● **Work order**
Each line below from the one containing "pub fn new(writer: OwnedWriteHalf)" through the one containing "accepted = listener.accept()" should be output exactly as it stands, and no other line should appear.

Data under study Start Marker

//! Production TCP transport: one [`Connection`] per accepted socket, and
//! an accept loop that drives [`FrameAccumulator`] + [`Dispatcher::on_frame`]
//! over it. Socket I/O is deliberately kept thin and separate from the
//! protocol/dispatch core so the same core can run over any transport
//! that can produce a byte stream.

use std::sync::Arc;

use tokio::io::{AsyncReadExt, AsyncWriteExt};
use tokio::net::tcp::OwnedWriteHalf;
use tokio::net::{TcpListener, TcpStream};
use tokio::sync::Mutex as AsyncMutex;
use tokio_util::sync::CancellationToken;

use crate::connection::{Connection, ConnectionId};
use crate::dispatch::Dispatcher;
use crate::error::HlxResult;
use crate::protocol::framing::FrameAccumulator;
use async_trait::async_trait;

/// A live TCP peer. Reads happen on the owning task's read loop; writes go
/// through the connection object any handler may hold onto.
pub struct TcpConnection {
    id: ConnectionId,
    writer: AsyncMutex<OwnedWriteHalf>,
}

impl TcpConnection {
    /// Wraps an already-split TCP write half. Used by both the server's
    /// accept loop and the client, which each own the matching read half.
    pub fn new(writer: OwnedWriteHalf) -> Self {
        Self {
            id: ConnectionId::new(),
            writer: AsyncMutex::new(writer),
        }
    }
}

#[async_trait]
impl Connection for TcpConnection {
    fn id(&self) -> ConnectionId {
        self.id
    }

    async fn send(&self, bytes: &[u8]) -> HlxResult<()> {
        let mut writer = self.writer.lock().await;
        writer.write_all(bytes).await?;
        Ok(())
    }

    async fn close(&self) -> HlxResult<()> {
        let mut writer = self.writer.lock().await;
        let _ = writer.shutdown().await;
        Ok(())
    }
}

/// Accepts connections on `listener` until `cancel_token` fires, spawning
/// one task per peer. Each peer task reads until EOF or a read error,
/// feeding every chunk to a [`FrameAccumulator`] and handing each complete
/// frame body to the dispatcher; framing errors are logged and do not
/// close the connection.
pub async fn serve(listener: TcpListener, dispatcher: Arc<Dispatcher>, cancel_token: CancellationToken) {
    loop {
        tokio::select! {
            accepted = listener.accept() => {
                match accepted {
                    Ok((stream, peer_addr)) => {
                        let dispatcher = dispatcher.clone();
                        let cancel_token = cancel_token.child_token();
                        tokio::spawn(async move {
                                log::info!("[tcp] accepted connection from {peer_addr}");
                                if let Err(err) = handle_connection(stream, dispatcher, cancel_token).await {
                                    log::warn!("[tcp] connection from {peer_addr} ended: {err}");
                                }
                            });
                    }
                    Err(err) => {
                        log::warn!("[tcp] accept failed: {err}");
                    }
                }
            }
            _ = cancel_token.cancelled() => {
                log::info!("[tcp] accept loop shutting down");
                break;
            }
        }
    }
}

async fn handle_connection(
    stream: TcpStream,
    dispatcher: Arc<Dispatcher>,
    cancel_token: CancellationToken,
) -> HlxResult<()> {
    stream.set_nodelay(true).ok();
    let (mut reader, writer) = stream.into_split();
    let connection: Arc<dyn Connection> = Arc::new(TcpConnection::new(writer));
    let mut accumulator = FrameAccumulator::new();
    let mut buf = vec![0u8; 4096];

    loop {
        let read = tokio::select! {
            result = reader.read(&mut buf) => result?,
            _ = cancel_token.cancelled() => break,
        };
        if read == 0 {
            break;
        }
        for frame in accumulator.feed(&buf[..read]) {
            match frame {
                Ok(body) => {
                    let body = String::from_utf8_lossy(&body).into_owned();
                    dispatcher.on_frame(connection.clone(), &body).await;
                }
                Err(err) => {
                    log::debug!("[tcp] framing error: {err}");
                }
            }
        }
    }

    connection.close().await
}

#[cfg(test)]
mod tests {
    use super::*;
    use crate::dispatch::FnHandler;
    use crate::protocol::catalog::Verb;
    use crate::protocol::framing::render_frame;
    use tokio::io::AsyncReadExt as _;
    use tokio::net::TcpStream;

    #[tokio::test]
    async fn accepted_connection_round_trips_a_frame() {
        let listener = TcpListener::bind("127.0.0.1:0").await.unwrap();
        let addr = listener.local_addr().unwrap();
        let dispatcher = Arc::new(Dispatcher::new());
        dispatcher.register(
            Verb::QueryCurrent,
            Arc::new(FnHandler::new(|connection, _captures| async move {
                        let _ = connection.send(&render_frame("QX")).await;
                    })),
        );
        let cancel_token = CancellationToken::new();
        let server_cancel = cancel_token.clone();
        tokio::spawn(serve(listener, dispatcher, server_cancel));

        let mut client = TcpStream::connect(addr).await.unwrap();
        client.write_all(b"(QX)").await.unwrap();

        let mut buf = [0u8; 16];
        let n = client.read(&mut buf).await.unwrap();
        assert_eq!(&buf[..n], b"(QX)");

        cancel_token.cancel();
    }
}
//! `EqualizerBand` — one level in a fixed ten-band table, shared by zones
//! and equalizer presets.

use crate::error::HlxResult;
use crate::model::identifier::{
    check_range, saturating_decrease, saturating_increase, MutationOutcome,
};

/// Number of bands in every equalizer table (zone or preset).
pub const BAND_COUNT: usize = 10;
/// Lower bound of a band's level.
pub const BAND_MIN: i8 = -10;
/// Upper bound of a band's level.
pub const BAND_MAX: i8 = 10;

/// A fixed ten-band equalizer table, flat (`0`) by default.
#[derive(Debug, Clone, Copy, PartialEq, Eq, serde::Serialize, serde::Deserialize)]
pub struct EqualizerBands([i8; BAND_COUNT]);

impl Default for EqualizerBands {
    fn default() -> Self {
        Self([0; BAND_COUNT])
    }
}

impl EqualizerBands {
    /// Reads band `band` (1-based, `1..=10`).
    pub fn get(&self, band: u8) -> HlxResult<i8> {
        let idx = Self::index(band)?;
        Ok(self.0[idx])
    }

    /// Sets band `band` to `level`, clamped to `[-10, 10]`.
    pub fn set(&mut self, band: u8, level: i8) -> HlxResult<MutationOutcome> {
        let idx = Self::index(band)?;
        check_range(level, BAND_MIN, BAND_MAX, "equalizer band level")?;
        if self.0[idx] == level {
            return Ok(MutationOutcome::NoChange);
        }
        self.0[idx] = level;
        Ok(MutationOutcome::Changed)
    }

    /// Increases band `band` by one, saturating at `BAND_MAX`.
    pub fn increase(&mut self, band: u8) -> HlxResult<MutationOutcome> {
        let idx = Self::index(band)?;
        let (level, outcome) = saturating_increase(self.0[idx], BAND_MAX);
        self.0[idx] = level;
        Ok(outcome)
    }

    /// Decreases band `band` by one, saturating at `BAND_MIN`.
    pub fn decrease(&mut self, band: u8) -> HlxResult<MutationOutcome> {
        let idx = Self::index(band)?;
        let (level, outcome) = saturating_decrease(self.0[idx], BAND_MIN);
        self.0[idx] = level;
        Ok(outcome)
    }

    /// Iterates bands in ascending identifier order as `(band_id, level)`.
    pub fn iter(&self) -> impl Iterator<Item = (u8, i8)> + '_ {
        self.0
            .iter()
            .enumerate()
            .map(|(i, &level)| (i as u8 + 1, level))
    }

    fn index(band: u8) -> HlxResult<usize> {
        crate::model::identifier::check_identifier(band, BAND_COUNT as u8, "equalizer band")?;
        Ok((band - 1) as usize)
    }
}
//! `Source` — one of up to eight audio inputs.

use crate::model::identifier::Identifier;
use crate::model::name::Name;

/// Maximum number of sources.
pub const SOURCE_MAX: Identifier = 8;

/// One audio input.
#[derive(Debug, Clone, serde::Serialize, serde::Deserialize)]
pub struct Source {
    id: Identifier,
    name: Name,
}

impl Source {
    pub fn new(id: Identifier) -> Self {
        Self {
            id,
            name: Name::new(format!("Source Name {id}")).expect("generated name fits"),
        }
    }

    pub fn id(&self) -> Identifier {
        self.id
    }

    pub fn name(&self) -> &Name {
        &self.name
    }

    pub fn name_mut(&mut self) -> &mut Name {
        &mut self.name
    }
}

#[cfg(test)]
mod tests {
    use super::*;

    #[test]
    fn default_name_follows_generated_convention() {
        let s = Source::new(3);
        assert_eq!(s.name().as_str(), "Source Name 3");
    }
}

Data under study End Marker

● **Completed exercise**
    pub fn new(writer: OwnedWriteHalf) -> Self {
        Self {
            id: ConnectionId::new(),
            writer: AsyncMutex::new(writer),
        }
    }
}

#[async_trait]
impl Connection for TcpConnection {
    fn id(&self) -> ConnectionId {
        self.id
    }

    async fn send(&self, bytes: &[u8]) -> HlxResult<()> {
        let mut writer = self.writer.lock().await;
        writer.write_all(bytes).await?;
        Ok(())
    }

    async fn close(&self) -> HlxResult<()> {
        let mut writer = self.writer.lock().await;
        let _ = writer.shutdown().await;
        Ok(())
    }
}

/// Accepts connections on `listener` until `cancel_token` fires, spawning
/// one task per peer. Each peer task reads until EOF or a read error,
/// feeding every chunk to a [`FrameAccumulator`] and handing each complete
/// frame body to the dispatcher; framing errors are logged and do not
/// close the connection.
pub async fn serve(listener: TcpListener, dispatcher: Arc<Dispatcher>, cancel_token: CancellationToken) {
    loop {
        tokio::select! {
            accepted = listener.accept() => {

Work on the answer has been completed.